According to sources familiar with the case, Gwerder was drunk and would probably have passed out if the police had waited him out rather than waiting for a "clear shot." Moreover, the fact that Besner was not in the loop prompted Dan Arquilevich, a grand juror in the case, to tell the Oregonian "There was an extreme lack of communication between the hostage negotiation team and SERT, and a glaring lack of overall strategy." Another juror, Jerry Martin, said "I think if there had been better communication....this might not have resulted in a gentleman being shot."
On top of the fact that police shot a man who apparently posed no immediate threat, they shot his corpse afterward with a Taser (Oregonian, November 25), much the same way that an officer tased James Jahar Perez for three minutes as he lay dying last March (PPR #32) and officers tased and shot "bean bag" rounds at Willie Grigsby last November (PPR #34). This issue of abuse of dead or dying persons in the name of safety needs to be addressed.
Perhaps most disturbing, though, is Besner's history. Besner was the subject of two lawsuits from incidents in 2003 that were resolved in the past year: He's one of the cops involved in throwing down and pepper-spraying protestor Bill Ellis at close range during an anti-war protest, settled with other cases for a total of $845,000 (PPR s #32-35); he is also one of the officers who improperly roughed up a young Latina (15-year old Maria-Janeth Rodriguez-Sanchez) and her friend at a Tri-Met stop, ending in a $140,000 settlement (PPR #36). The Police Bureau also found that Besner may have lied during the Ellis case when he claimed in his police report that the man was blocking traffic by holding a protest sign off the curb. Besner also tasered a 71-year-old man in 2004 when the man was attempting to restrain a woman who had a knife (Willamette Week, February 11, 2004).
But wait, there's more: He was also involved in at least two shootings, one of which ended in the apparent suicide of Richard Lynn Smith in August, 1999 (PPR #19--it is not clear whether the police shot bullets that hit Smith), and the other an unknown person with the last name of Brown on July 21, 1999 (this information from the Independent Police Review Division's list of shootings for first PARC report).
All this information adds up to one big question: Why is someone with a history like Besner's trusted to be a police sniper? The grand jury's comments on lack of communication and Besner's comments that he wanted to provide safety for neighbors who were no longer at home leave the impression that this may have been a rogue officer taking matters into his own hands.

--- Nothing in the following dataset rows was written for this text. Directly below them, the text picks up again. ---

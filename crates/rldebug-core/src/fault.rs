//! Reportable events and the fatal fault payload.
//!
//! Every event belongs to one tier:
//! - fatal: misuse or corruption; reported, then the fatal action runs
//! - soft: the call returns an empty result the client must handle
//! - warning: legal but suspicious

use std::fmt;

use rldebug_membrane::{CallKind, LimitRefusal, SourceLocation};

use crate::structured_log::LogLevel;

/// A reportable event.
#[derive(Debug, Clone, Copy, PartialEq, Eq, Hash)]
pub enum Event {
    /// The call completed.
    Succeeded(CallKind),
    /// A quota refused the call.
    Refused(CallKind, LimitRefusal),
    /// Requested size above `MAX_REQUEST` (a negative size cast to unsigned).
    InvalidSize(CallKind),
    /// The platform allocator itself is exhausted.
    TrulyOutOfMemory(CallKind),
    /// The platform refused to open a stream.
    OpenFailed,
    /// Release of a null handle.
    NullRelease,
    /// Heap call while heap functions are disabled.
    HeapDisabled(CallKind),
    UnregisteredRelease,
    UnregisteredResize,
    /// Null source string for a duplication.
    NullSource(CallKind),
    NullStreamClose,
    UnregisteredStreamClose,
    /// Descriptor markers or checksum damaged.
    HeapBroken,
    /// Guard bytes around a block overwritten.
    DataOutOfBounds,
    /// Registry links inconsistent during an update.
    RegistryFault(CallKind),
    /// Termination requested with no checkpoint armed.
    ExitOutsideCheckpoint,
    /// Termination diverted back to the armed checkpoint.
    ExitDiverted,
    /// Intercepted call made after a diverted termination request.
    CallAfterExit,
    /// Leak listing disagrees with the heap counter.
    LeakTotalMismatch,
}

impl Event {
    /// Stable machine-readable event name.
    #[must_use]
    pub fn name(self) -> String {
        match self {
            Self::Succeeded(kind) => format!("{}_successful", kind.symbol()),
            Self::Refused(_, LimitRefusal::HeapDisabled) | Self::HeapDisabled(_) => {
                "heap_functions_disabled".to_string()
            }
            Self::Refused(kind, LimitRefusal::SuccessBudget { .. }) => {
                format!("{}_failed_due_success_limit", kind.symbol())
            }
            Self::Refused(kind, LimitRefusal::SingleShot { .. }) => {
                format!("{}_no_memory_due_singleshot_limit", kind.symbol())
            }
            Self::Refused(kind, LimitRefusal::Cumulative { .. }) => {
                format!("{}_no_memory_due_cumulative_limit", kind.symbol())
            }
            Self::Refused(kind, LimitRefusal::GlobalHeap { .. }) => {
                format!("{}_no_memory_due_limit", kind.symbol())
            }
            Self::InvalidSize(kind) => format!("{}_invalid_size", kind.symbol()),
            Self::TrulyOutOfMemory(kind) => format!("{}_no_memory", kind.symbol()),
            Self::OpenFailed => "fopen_failed".to_string(),
            Self::NullRelease => "free_null".to_string(),
            Self::UnregisteredRelease => "free_invalid_pointer".to_string(),
            Self::UnregisteredResize => "realloc_invalid_pointer".to_string(),
            Self::NullSource(kind) => format!("{}_null", kind.symbol()),
            Self::NullStreamClose => "fclose_null_stream".to_string(),
            Self::UnregisteredStreamClose => "fclose_invalid_stream".to_string(),
            Self::HeapBroken => "heap_broken".to_string(),
            Self::DataOutOfBounds => "heap_data_out_of_bounds".to_string(),
            Self::RegistryFault(_) => "registry_inconsistent".to_string(),
            Self::ExitOutsideCheckpoint => "exit_outside_checkpoint".to_string(),
            Self::ExitDiverted => "exit_diverted".to_string(),
            Self::CallAfterExit => "call_after_exit".to_string(),
            Self::LeakTotalMismatch => "leak_total_mismatch".to_string(),
        }
    }

    /// Short English description.
    #[must_use]
    pub const fn description(self) -> &'static str {
        match self {
            Self::Succeeded(CallKind::Free) => "Memory block released",
            Self::Succeeded(CallKind::Realloc) => "Memory block resized",
            Self::Succeeded(CallKind::Strdup | CallKind::Strndup) => {
                "Memory for the string copy allocated"
            }
            Self::Succeeded(CallKind::Fopen) => "File opened",
            Self::Succeeded(CallKind::Fclose) => "File closed",
            Self::Succeeded(_) => "Memory block of the requested size allocated",
            Self::Refused(_, LimitRefusal::HeapDisabled) | Self::HeapDisabled(_) => {
                "Heap functions are disabled; do not use them"
            }
            Self::Refused(_, LimitRefusal::SuccessBudget { .. }) => {
                "Call failed because the limit of successful calls is exhausted"
            }
            Self::Refused(_, LimitRefusal::SingleShot { .. }) => {
                "Single call allocation limit exceeded"
            }
            Self::Refused(_, LimitRefusal::Cumulative { .. }) => {
                "Cumulative allocation limit exceeded"
            }
            Self::Refused(_, LimitRefusal::GlobalHeap { .. }) => "Out of memory (heap limit)",
            Self::InvalidSize(_) => "Requested size is negative or too large",
            Self::TrulyOutOfMemory(CallKind::Realloc) => {
                "Out of memory; block size left unchanged"
            }
            Self::TrulyOutOfMemory(_) => "Out of memory",
            Self::OpenFailed => "Could not open the file",
            Self::NullRelease => "Attempt to release a NULL pointer",
            Self::UnregisteredRelease => {
                "Attempt to release a block that was never allocated (unknown pointer)"
            }
            Self::UnregisteredResize => {
                "Attempt to resize a block that was never allocated (unknown pointer)"
            }
            Self::NullSource(_) => "Attempt to duplicate a NULL string",
            Self::NullStreamClose => "Attempt to close a NULL stream",
            Self::UnregisteredStreamClose => {
                "Attempt to close a file that was never opened (unknown stream)"
            }
            Self::HeapBroken => {
                "Heap damage detected; an earlier operation wrote outside its memory"
            }
            Self::DataOutOfBounds => "Memory block boundary violation detected",
            Self::RegistryFault(_) => "Resource registry is internally inconsistent",
            Self::ExitOutsideCheckpoint => {
                "exit() was called outside a test checkpoint; it ends the program before the tests can finish"
            }
            Self::ExitDiverted => "exit() returned control to the test driver",
            Self::CallAfterExit => {
                "Call made after exit(); the exit request must be returned to the test driver"
            }
            Self::LeakTotalMismatch => "Leaked byte total disagrees with the heap counter",
        }
    }

    /// Report level of the event.
    #[must_use]
    pub const fn level(self) -> LogLevel {
        match self {
            Self::Succeeded(_)
            | Self::Refused(_, _)
            | Self::InvalidSize(_)
            | Self::TrulyOutOfMemory(_)
            | Self::OpenFailed
            | Self::ExitDiverted => LogLevel::Info,
            Self::NullRelease => LogLevel::Warning,
            _ => LogLevel::Failure,
        }
    }

    /// Fatal events always run the fatal action, whatever the threshold.
    #[must_use]
    pub const fn is_fatal(self) -> bool {
        matches!(self.level(), LogLevel::Failure)
    }

    /// Intercepted symbol the event is attached to, if any.
    #[must_use]
    pub const fn symbol(self) -> Option<&'static str> {
        match self {
            Self::Succeeded(kind)
            | Self::Refused(kind, _)
            | Self::InvalidSize(kind)
            | Self::TrulyOutOfMemory(kind)
            | Self::HeapDisabled(kind)
            | Self::NullSource(kind)
            | Self::RegistryFault(kind) => Some(kind.symbol()),
            Self::OpenFailed => Some(CallKind::Fopen.symbol()),
            Self::NullRelease | Self::UnregisteredRelease => Some(CallKind::Free.symbol()),
            Self::UnregisteredResize => Some(CallKind::Realloc.symbol()),
            Self::NullStreamClose | Self::UnregisteredStreamClose => {
                Some(CallKind::Fclose.symbol())
            }
            Self::ExitOutsideCheckpoint | Self::ExitDiverted => Some(CallKind::Exit.symbol()),
            Self::HeapBroken
            | Self::DataOutOfBounds
            | Self::LeakTotalMismatch
            | Self::CallAfterExit => None,
        }
    }

    /// Signal raised by the `Signal` fatal action.
    #[must_use]
    pub const fn signal(self) -> libc::c_int {
        match self {
            Self::ExitOutsideCheckpoint => libc::SIGTERM,
            _ => libc::SIGABRT,
        }
    }
}

/// Unwind payload of a fatal fault under the `Panic` fatal action.
#[derive(Debug, Clone, PartialEq, Eq)]
pub struct FatalFault {
    pub event: Event,
    /// Where the fault was observed.
    pub location: SourceLocation,
    /// Acquisition site of the damaged block, for guard damage.
    pub acquired_at: Option<SourceLocation>,
    pub detail: Option<String>,
}

impl FatalFault {
    #[must_use]
    pub const fn new(event: Event, location: SourceLocation) -> Self {
        Self {
            event,
            location,
            acquired_at: None,
            detail: None,
        }
    }

    #[must_use]
    pub fn with_acquired_at(mut self, site: Option<SourceLocation>) -> Self {
        self.acquired_at = site;
        self
    }

    #[must_use]
    pub fn with_detail(mut self, detail: impl Into<String>) -> Self {
        self.detail = Some(detail.into());
        self
    }

    /// Event name of the fault.
    #[must_use]
    pub fn name(&self) -> String {
        self.event.name()
    }
}

impl fmt::Display for FatalFault {
    fn fmt(&self, f: &mut fmt::Formatter<'_>) -> fmt::Result {
        write!(f, "{} at {}", self.event.description(), self.location)?;
        if let Some(site) = self.acquired_at {
            write!(f, " (block acquired at {site})")?;
        }
        if let Some(detail) = &self.detail {
            write!(f, " [{detail}]")?;
        }
        Ok(())
    }
}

The earlier Portland shooting incident was described in the Portland Police Association's newsletter, the Rap Sheet, by its editor, Detective Peter Simpson: "On October 12th, two Portland Police officers survived a gunfight with an 18-year-old punk with a gun." Officers Ryan Derry (#32366) and Chad Gradwahl (#35226) were not hit by any bullets fired by Marcello (spelled Marchelow by the PPB) Vaida near N. Vancouver and Fremont Ave. "It wasn't for lack of trying," says Simpson, though Vaida only shot off 5 bullets while the officers fired 38 rounds, with one officer reloading.
Interestingly, someone called 911 on the night of the shooting to report an armed man knocking at the door. Putting zero and one together, Public Information Officer Brian Schmautz told KOIN-6 TV "There is definitely a second person. At the time the officers initiated the foot pursuit, there was an exchange of gunfire with one suspect and a second armed person who ran toward the apartment complex" (October 12). However, it turned out Vaida had knocked on the apartment door and there was no other suspect at large. This led to the Oregonian's headline "Police hunt for nonexistent suspect." That article, and news focusing on the number of shots fired, made Simpson claim the local media missed the point. He thinks the police were "doing exactly what the community wants them to do:..." shoot a black neighborhood full of bullets--er, oh, I mean "...protect and serve."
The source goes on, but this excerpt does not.